Problem to work on:
Each entry needs to be retyped exactly.

::::::::

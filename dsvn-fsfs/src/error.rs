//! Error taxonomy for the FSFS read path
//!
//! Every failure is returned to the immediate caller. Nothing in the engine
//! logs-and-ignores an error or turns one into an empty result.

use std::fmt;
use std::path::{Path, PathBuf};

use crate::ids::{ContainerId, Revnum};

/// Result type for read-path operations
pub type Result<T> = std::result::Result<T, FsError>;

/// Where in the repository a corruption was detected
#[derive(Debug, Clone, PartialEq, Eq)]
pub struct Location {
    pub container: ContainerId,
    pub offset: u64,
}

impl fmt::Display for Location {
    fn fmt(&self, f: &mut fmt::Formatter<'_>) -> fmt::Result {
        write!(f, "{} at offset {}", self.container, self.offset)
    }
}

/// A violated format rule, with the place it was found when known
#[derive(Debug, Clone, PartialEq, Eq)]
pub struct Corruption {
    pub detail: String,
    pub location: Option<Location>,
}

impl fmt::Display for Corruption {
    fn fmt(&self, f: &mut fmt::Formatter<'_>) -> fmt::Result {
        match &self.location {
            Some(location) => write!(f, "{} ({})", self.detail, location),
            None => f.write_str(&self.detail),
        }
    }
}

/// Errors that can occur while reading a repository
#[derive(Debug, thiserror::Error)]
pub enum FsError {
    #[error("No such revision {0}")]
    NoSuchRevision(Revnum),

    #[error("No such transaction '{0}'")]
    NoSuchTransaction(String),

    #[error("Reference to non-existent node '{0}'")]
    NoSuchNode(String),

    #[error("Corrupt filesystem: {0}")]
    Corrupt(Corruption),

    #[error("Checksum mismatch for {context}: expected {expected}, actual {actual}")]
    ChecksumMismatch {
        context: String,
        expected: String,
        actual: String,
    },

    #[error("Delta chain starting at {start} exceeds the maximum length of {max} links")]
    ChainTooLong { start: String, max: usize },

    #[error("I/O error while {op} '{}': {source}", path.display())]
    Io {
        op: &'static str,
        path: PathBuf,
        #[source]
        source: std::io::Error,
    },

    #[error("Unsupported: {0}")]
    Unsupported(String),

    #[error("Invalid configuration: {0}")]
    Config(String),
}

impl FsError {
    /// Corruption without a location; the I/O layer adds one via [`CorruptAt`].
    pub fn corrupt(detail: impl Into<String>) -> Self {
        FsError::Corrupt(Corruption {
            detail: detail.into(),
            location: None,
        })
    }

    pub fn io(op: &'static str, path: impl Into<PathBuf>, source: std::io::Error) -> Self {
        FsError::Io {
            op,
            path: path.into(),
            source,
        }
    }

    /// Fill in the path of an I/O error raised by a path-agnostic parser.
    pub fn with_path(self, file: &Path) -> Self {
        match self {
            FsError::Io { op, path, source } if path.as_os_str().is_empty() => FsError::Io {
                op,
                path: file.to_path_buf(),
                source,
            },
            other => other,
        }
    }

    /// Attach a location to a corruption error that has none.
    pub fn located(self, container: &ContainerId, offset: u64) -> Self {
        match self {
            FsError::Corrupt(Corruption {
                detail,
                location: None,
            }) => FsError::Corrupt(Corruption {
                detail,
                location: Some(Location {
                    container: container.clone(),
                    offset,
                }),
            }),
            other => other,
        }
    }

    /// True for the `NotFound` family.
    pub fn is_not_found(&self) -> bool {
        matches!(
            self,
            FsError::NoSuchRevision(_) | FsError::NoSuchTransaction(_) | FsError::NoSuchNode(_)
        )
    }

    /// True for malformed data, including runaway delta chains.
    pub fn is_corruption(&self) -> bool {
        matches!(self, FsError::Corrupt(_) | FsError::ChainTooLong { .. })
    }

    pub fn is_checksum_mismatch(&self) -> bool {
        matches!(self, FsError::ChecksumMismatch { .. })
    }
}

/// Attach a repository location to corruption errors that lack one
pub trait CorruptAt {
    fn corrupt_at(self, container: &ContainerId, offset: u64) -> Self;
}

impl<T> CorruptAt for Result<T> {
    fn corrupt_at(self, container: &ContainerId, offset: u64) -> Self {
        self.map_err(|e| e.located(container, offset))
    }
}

::::::::

Your solution:
filename dsvn-fsfs/src/error.rs
//! Error taxonomy for the FSFS read path
//!
//! Every failure is returned to the immediate caller. Nothing in the engine
//! logs-and-ignores an error or turns one into an empty result.

use std::fmt;
use std::path::{Path, PathBuf};

use crate::ids::{ContainerId, Revnum};

/// Result type for read-path operations
pub type Result<T> = std::result::Result<T, FsError>;

/// Where in the repository a corruption was detected
#[derive(Debug, Clone, PartialEq, Eq)]
pub struct Location {
    pub container: ContainerId,
    pub offset: u64,
}

impl fmt::Display for Location {
    fn fmt(&self, f: &mut fmt::Formatter<'_>) -> fmt::Result {
        write!(f, "{} at offset {}", self.container, self.offset)
    }
}

/// A violated format rule, with the place it was found when known
#[derive(Debug, Clone, PartialEq, Eq)]
pub struct Corruption {
    pub detail: String,
    pub location: Option<Location>,
}

impl fmt::Display for Corruption {
    fn fmt(&self, f: &mut fmt::Formatter<'_>) -> fmt::Result {
        match &self.location {
            Some(location) => write!(f, "{} ({})", self.detail, location),
            None => f.write_str(&self.detail),
        }
    }
}

/// Errors that can occur while reading a repository
#[derive(Debug, thiserror::Error)]
pub enum FsError {
    #[error("No such revision {0}")]
    NoSuchRevision(Revnum),

    #[error("No such transaction '{0}'")]
    NoSuchTransaction(String),

    #[error("Reference to non-existent node '{0}'")]
    NoSuchNode(String),

    #[error("Corrupt filesystem: {0}")]
    Corrupt(Corruption),

    #[error("Checksum mismatch for {context}: expected {expected}, actual {actual}")]
    ChecksumMismatch {
        context: String,
        expected: String,
        actual: String,
    },

    #[error("Delta chain starting at {start} exceeds the maximum length of {max} links")]
    ChainTooLong { start: String, max: usize },

    #[error("I/O error while {op} '{}': {source}", path.display())]
    Io {
        op: &'static str,
        path: PathBuf,
        #[source]
        source: std::io::Error,
    },

    #[error("Unsupported: {0}")]
    Unsupported(String),

    #[error("Invalid configuration: {0}")]
    Config(String),
}

impl FsError {
    /// Corruption without a location; the I/O layer adds one via [`CorruptAt`].
    pub fn corrupt(detail: impl Into<String>) -> Self {
        FsError::Corrupt(Corruption {
            detail: detail.into(),
            location: None,
        })
    }

    pub fn io(op: &'static str, path: impl Into<PathBuf>, source: std::io::Error) -> Self {
        FsError::Io {
            op,
            path: path.into(),
            source,
        }
    }

    /// Fill in the path of an I/O error raised by a path-agnostic parser.
    pub fn with_path(self, file: &Path) -> Self {
        match self {
            FsError::Io { op, path, source } if path.as_os_str().is_empty() => FsError::Io {
                op,
                path: file.to_path_buf(),
                source,
            },
            other => other,
        }
    }

    /// Attach a location to a corruption error that has none.
    pub fn located(self, container: &ContainerId, offset: u64) -> Self {
        match self {
            FsError::Corrupt(Corruption {
                detail,
                location: None,
            }) => FsError::Corrupt(Corruption {
                detail,
                location: Some(Location {
                    container: container.clone(),
                    offset,
                }),
            }),
            other => other,
        }
    }

    /// True for the `NotFound` family.
    pub fn is_not_found(&self) -> bool {
        matches!(
            self,
            FsError::NoSuchRevision(_) | FsError::NoSuchTransaction(_) | FsError::NoSuchNode(_)
        )
    }

    /// True for malformed data, including runaway delta chains.
    pub fn is_corruption(&self) -> bool {
        matches!(self, FsError::Corrupt(_) | FsError::ChainTooLong { .. })
    }

    pub fn is_checksum_mismatch(&self) -> bool {
        matches!(self, FsError::ChecksumMismatch { .. })
    }
}

/// Attach a repository location to corruption errors that lack one
pub trait CorruptAt {
    fn corrupt_at(self, container: &ContainerId, offset: u64) -> Self;
}

impl<T> CorruptAt for Result<T> {
    fn corrupt_at(self, container: &ContainerId, offset: u64) -> Self {
        self.map_err(|e| e.located(container, offset))
    }
}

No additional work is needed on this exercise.